++++ Information given
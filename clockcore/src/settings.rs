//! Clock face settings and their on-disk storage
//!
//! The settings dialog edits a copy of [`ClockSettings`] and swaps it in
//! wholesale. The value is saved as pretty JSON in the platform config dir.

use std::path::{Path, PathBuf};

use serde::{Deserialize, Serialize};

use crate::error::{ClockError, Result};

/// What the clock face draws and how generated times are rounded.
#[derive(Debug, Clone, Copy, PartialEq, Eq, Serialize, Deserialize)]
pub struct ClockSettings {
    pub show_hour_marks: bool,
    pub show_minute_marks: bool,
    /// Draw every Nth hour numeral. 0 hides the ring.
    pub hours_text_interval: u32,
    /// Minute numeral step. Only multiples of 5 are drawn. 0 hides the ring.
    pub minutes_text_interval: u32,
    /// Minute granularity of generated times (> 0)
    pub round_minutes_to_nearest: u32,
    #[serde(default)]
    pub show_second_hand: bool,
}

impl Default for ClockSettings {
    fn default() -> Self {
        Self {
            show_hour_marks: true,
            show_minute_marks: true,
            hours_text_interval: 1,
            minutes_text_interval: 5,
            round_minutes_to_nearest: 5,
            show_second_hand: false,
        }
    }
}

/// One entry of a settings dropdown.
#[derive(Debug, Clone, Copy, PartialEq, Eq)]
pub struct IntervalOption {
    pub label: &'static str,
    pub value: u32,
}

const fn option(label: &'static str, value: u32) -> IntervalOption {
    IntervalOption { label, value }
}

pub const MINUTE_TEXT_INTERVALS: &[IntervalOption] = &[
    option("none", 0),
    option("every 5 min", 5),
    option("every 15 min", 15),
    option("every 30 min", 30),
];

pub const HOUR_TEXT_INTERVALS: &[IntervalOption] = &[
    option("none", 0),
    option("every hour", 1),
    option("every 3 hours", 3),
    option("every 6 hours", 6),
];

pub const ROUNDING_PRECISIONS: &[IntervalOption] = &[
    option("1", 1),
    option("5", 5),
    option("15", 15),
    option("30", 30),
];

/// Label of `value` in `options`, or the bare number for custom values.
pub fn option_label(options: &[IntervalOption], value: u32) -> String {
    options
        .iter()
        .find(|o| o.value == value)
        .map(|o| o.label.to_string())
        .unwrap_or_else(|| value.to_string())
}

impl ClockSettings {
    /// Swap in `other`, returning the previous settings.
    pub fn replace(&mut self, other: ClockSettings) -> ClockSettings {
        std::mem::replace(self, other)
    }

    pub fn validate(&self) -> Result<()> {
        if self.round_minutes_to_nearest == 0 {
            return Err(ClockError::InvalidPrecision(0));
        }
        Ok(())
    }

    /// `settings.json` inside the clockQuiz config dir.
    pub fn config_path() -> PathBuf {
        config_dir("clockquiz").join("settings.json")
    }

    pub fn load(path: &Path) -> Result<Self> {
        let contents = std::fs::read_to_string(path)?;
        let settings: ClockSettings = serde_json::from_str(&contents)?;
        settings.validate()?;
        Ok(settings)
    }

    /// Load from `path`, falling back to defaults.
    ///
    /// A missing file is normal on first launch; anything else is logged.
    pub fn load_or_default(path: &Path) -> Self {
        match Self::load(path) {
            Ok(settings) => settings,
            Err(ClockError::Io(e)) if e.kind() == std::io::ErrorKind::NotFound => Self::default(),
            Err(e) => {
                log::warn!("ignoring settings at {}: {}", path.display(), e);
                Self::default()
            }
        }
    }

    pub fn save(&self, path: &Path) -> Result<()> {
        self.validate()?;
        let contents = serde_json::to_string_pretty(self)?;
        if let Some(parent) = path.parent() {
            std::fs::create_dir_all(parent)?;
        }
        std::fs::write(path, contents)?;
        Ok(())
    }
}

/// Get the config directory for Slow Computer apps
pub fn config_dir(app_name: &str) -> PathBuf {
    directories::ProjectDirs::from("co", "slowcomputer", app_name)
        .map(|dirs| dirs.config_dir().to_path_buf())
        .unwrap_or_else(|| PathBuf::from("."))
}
++++++++
Task details.
Line by line, retype all of the entries.

Solution to this exercise.
filename clockcore/src/settings.rs
//! Clock face settings and their on-disk storage
//!
//! The settings dialog edits a copy of [`ClockSettings`] and swaps it in
//! wholesale. The value is saved as pretty JSON in the platform config dir.

use std::path::{Path, PathBuf};

use serde::{Deserialize, Serialize};

use crate::error::{ClockError, Result};

/// What the clock face draws and how generated times are rounded.
#[derive(Debug, Clone, Copy, PartialEq, Eq, Serialize, Deserialize)]
pub struct ClockSettings {
    pub show_hour_marks: bool,
    pub show_minute_marks: bool,
    /// Draw every Nth hour numeral. 0 hides the ring.
    pub hours_text_interval: u32,
    /// Minute numeral step. Only multiples of 5 are drawn. 0 hides the ring.
    pub minutes_text_interval: u32,
    /// Minute granularity of generated times (> 0)
    pub round_minutes_to_nearest: u32,
    #[serde(default)]
    pub show_second_hand: bool,
}

impl Default for ClockSettings {
    fn default() -> Self {
        Self {
            show_hour_marks: true,
            show_minute_marks: true,
            hours_text_interval: 1,
            minutes_text_interval: 5,
            round_minutes_to_nearest: 5,
            show_second_hand: false,
        }
    }
}

/// One entry of a settings dropdown.
#[derive(Debug, Clone, Copy, PartialEq, Eq)]
pub struct IntervalOption {
    pub label: &'static str,
    pub value: u32,
}

const fn option(label: &'static str, value: u32) -> IntervalOption {
    IntervalOption { label, value }
}

pub const MINUTE_TEXT_INTERVALS: &[IntervalOption] = &[
    option("none", 0),
    option("every 5 min", 5),
    option("every 15 min", 15),
    option("every 30 min", 30),
];

pub const HOUR_TEXT_INTERVALS: &[IntervalOption] = &[
    option("none", 0),
    option("every hour", 1),
    option("every 3 hours", 3),
    option("every 6 hours", 6),
];

pub const ROUNDING_PRECISIONS: &[IntervalOption] = &[
    option("1", 1),
    option("5", 5),
    option("15", 15),
    option("30", 30),
];

/// Label of `value` in `options`, or the bare number for custom values.
pub fn option_label(options: &[IntervalOption], value: u32) -> String {
    options
        .iter()
        .find(|o| o.value == value)
        .map(|o| o.label.to_string())
        .unwrap_or_else(|| value.to_string())
}

impl ClockSettings {
    /// Swap in `other`, returning the previous settings.
    pub fn replace(&mut self, other: ClockSettings) -> ClockSettings {
        std::mem::replace(self, other)
    }

    pub fn validate(&self) -> Result<()> {
        if self.round_minutes_to_nearest == 0 {
            return Err(ClockError::InvalidPrecision(0));
        }
        Ok(())
    }

    /// `settings.json` inside the clockQuiz config dir.
    pub fn config_path() -> PathBuf {
        config_dir("clockquiz").join("settings.json")
    }

    pub fn load(path: &Path) -> Result<Self> {
        let contents = std::fs::read_to_string(path)?;
        let settings: ClockSettings = serde_json::from_str(&contents)?;
        settings.validate()?;
        Ok(settings)
    }

    /// Load from `path`, falling back to defaults.
    ///
    /// A missing file is normal on first launch; anything else is logged.
    pub fn load_or_default(path: &Path) -> Self {
        match Self::load(path) {
            Ok(settings) => settings,
            Err(ClockError::Io(e)) if e.kind() == std::io::ErrorKind::NotFound => Self::default(),
            Err(e) => {
                log::warn!("ignoring settings at {}: {}", path.display(), e);
                Self::default()
            }
        }
    }

    pub fn save(&self, path: &Path) -> Result<()> {
        self.validate()?;
        let contents = serde_json::to_string_pretty(self)?;
        if let Some(parent) = path.parent() {
            std::fs::create_dir_all(parent)?;
        }
        std::fs::write(path, contents)?;
        Ok(())
    }
}

/// Get the config directory for Slow Computer apps
pub fn config_dir(app_name: &str) -> PathBuf {
    directories::ProjectDirs::from("co", "slowcomputer", app_name)
        .map(|dirs| dirs.config_dir().to_path_buf())
        .unwrap_or_else(|| PathBuf::from("."))
}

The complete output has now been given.